Tadi malam saya menghadiri sebuah pertemuan di dekat UCI Medical Center . Pembicara, Dokter Ou, adalah Asosiasi Profesor Klinis di sekolah. Dia membawa beberapa fakta menarik.
• Ada lebih banyak kematian pada wanita akibat kanker paru-paru (70.490) dari dari kanker payudara, kanker ovarium, kanker serviks, kanker rahim, kanker vulva, dan kanker vagina gabungan (68.290).
• Ada tes untuk deteksi dini berbagai bentuk kanker (mamograms yaitu untuk kanker payudara dan pap PAP untuk kanker serviks), tetapi tidak ada tes untuk deteksi dini kanker paru-paru.
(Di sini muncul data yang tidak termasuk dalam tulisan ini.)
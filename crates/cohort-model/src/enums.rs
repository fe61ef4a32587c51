//! Type-safe enumerations for the consolidated schema.
//!
//! These enums give compile-time safety to concepts that the input
//! templates and the store represent as plain strings.

use serde::{Deserialize, Serialize};
use std::fmt;
use std::str::FromStr;

/// Declared data type of a metadata variable.
///
/// Dictionary files may declare `str`, `int`, `date`, `boolean`, or
/// `float`; `time` additionally appears on variables whose measurement
/// values carry a clock time.
#[derive(Debug, Clone, Copy, PartialEq, Eq, Hash, Serialize, Deserialize)]
pub enum DataType {
    Str,
    Int,
    Float,
    Boolean,
    Date,
    Time,
}

impl DataType {
    /// Returns the lower-case code used in dictionary files and the store.
    pub fn as_str(&self) -> &'static str {
        match self {
            DataType::Str => "str",
            DataType::Int => "int",
            DataType::Float => "float",
            DataType::Boolean => "boolean",
            DataType::Date => "date",
            DataType::Time => "time",
        }
    }

    /// Returns true for types that may carry range bounds.
    pub fn is_numeric(&self) -> bool {
        matches!(self, DataType::Int | DataType::Float)
    }
}

impl fmt::Display for DataType {
    fn fmt(&self, f: &mut fmt::Formatter<'_>) -> fmt::Result {
        write!(f, "{}", self.as_str())
    }
}

impl FromStr for DataType {
    type Err = String;

    fn from_str(s: &str) -> Result<Self, Self::Err> {
        match s.trim().to_lowercase().as_str() {
            "str" => Ok(DataType::Str),
            "int" => Ok(DataType::Int),
            "float" => Ok(DataType::Float),
            "boolean" => Ok(DataType::Boolean),
            "date" => Ok(DataType::Date),
            "time" => Ok(DataType::Time),
            _ => Err(format!("Unknown data type: {s}")),
        }
    }
}

/// Subject gender as recorded in input files.
///
/// The templates only admit `F` and `M`; a missing value stays missing.
#[derive(Debug, Clone, Copy, PartialEq, Eq, Hash, Serialize, Deserialize)]
pub enum Gender {
    Female,
    Male,
}

impl Gender {
    pub fn as_str(&self) -> &'static str {
        match self {
            Gender::Female => "F",
            Gender::Male => "M",
        }
    }
}

impl fmt::Display for Gender {
    fn fmt(&self, f: &mut fmt::Formatter<'_>) -> fmt::Result {
        write!(f, "{}", self.as_str())
    }
}

impl FromStr for Gender {
    type Err = String;

    fn from_str(s: &str) -> Result<Self, Self::Err> {
        match s.trim() {
            "F" => Ok(Gender::Female),
            "M" => Ok(Gender::Male),
            _ => Err(format!("gender should be either 'F' or 'M', got: {s}")),
        }
    }
}

/// Provenance of a metadata variable.
#[derive(Debug, Clone, Copy, PartialEq, Eq, Hash, Serialize, Deserialize)]
pub enum VariableSource {
    /// Collected as-is from the source dataset.
    Original,
    /// Computed downstream from other variables.
    Derived,
}

impl VariableSource {
    pub fn as_str(&self) -> &'static str {
        match self {
            VariableSource::Original => "ORIGINAL",
            VariableSource::Derived => "DERIVED",
        }
    }
}

impl fmt::Display for VariableSource {
    fn fmt(&self, f: &mut fmt::Formatter<'_>) -> fmt::Result {
        write!(f, "{}", self.as_str())
    }
}

impl FromStr for VariableSource {
    type Err = String;

    fn from_str(s: &str) -> Result<Self, Self::Err> {
        match s.trim().to_uppercase().as_str() {
            "ORIGINAL" => Ok(VariableSource::Original),
            "DERIVED" => Ok(VariableSource::Derived),
            _ => Err(format!("Unknown variable source: {s}")),
        }
    }
}

/// De-identification method recorded on a variable.
///
/// The vocabulary is controlled but open: methods beyond the two named
/// ones are preserved verbatim and treated conservatively (value removed)
/// until a transform is defined for them.
#[derive(Debug, Clone, PartialEq, Eq, Hash, Serialize, Deserialize)]
pub enum DeidMethod {
    /// Remove the value completely (store NULL).
    Remove,
    /// Keep the year of a date, zeroing day and month to `01`.
    AnonDate,
    /// A method with no transform defined yet.
    Other(String),
}

impl DeidMethod {
    pub fn as_str(&self) -> &str {
        match self {
            DeidMethod::Remove => "REMOVE",
            DeidMethod::AnonDate => "ANON_DATE",
            DeidMethod::Other(name) => name,
        }
    }
}

impl fmt::Display for DeidMethod {
    fn fmt(&self, f: &mut fmt::Formatter<'_>) -> fmt::Result {
        write!(f, "{}", self.as_str())
    }
}

impl FromStr for DeidMethod {
    type Err = std::convert::Infallible;

    /// Never fails: unknown methods become [`DeidMethod::Other`], and the
    /// uninhabited error type lets callers destructure the `Ok` directly.
    fn from_str(s: &str) -> Result<Self, Self::Err> {
        match s.trim().to_uppercase().as_str() {
            "REMOVE" => Ok(DeidMethod::Remove),
            "ANON_DATE" => Ok(DeidMethod::AnonDate),
            other => Ok(DeidMethod::Other(other.to_string())),
        }
    }
}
• Karena kesulitan dalam mendeteksi kanker paru-paru pada stadium awal, umumnya membutuhkan 25 tahun untuk mewujudkan diri. Hampir setengah dari semua pasien baru didiagnosis berada dalam tahap akhir (IIIB dan IV) dari penyakit ini, membuat pengobatan tidak mungkin berhasil.
• Orang yang merokok tapi berhenti pada usia 30 memiliki lebih dari dua kali lipat kemungkinan meninggal akibat kanker paru-paru dibandingkan mereka yang tidak pernah merokok. Mereka yang berhenti pada usia 50 memiliki lebih dari enam kali lipat tingkat kanker paru-paru kematian.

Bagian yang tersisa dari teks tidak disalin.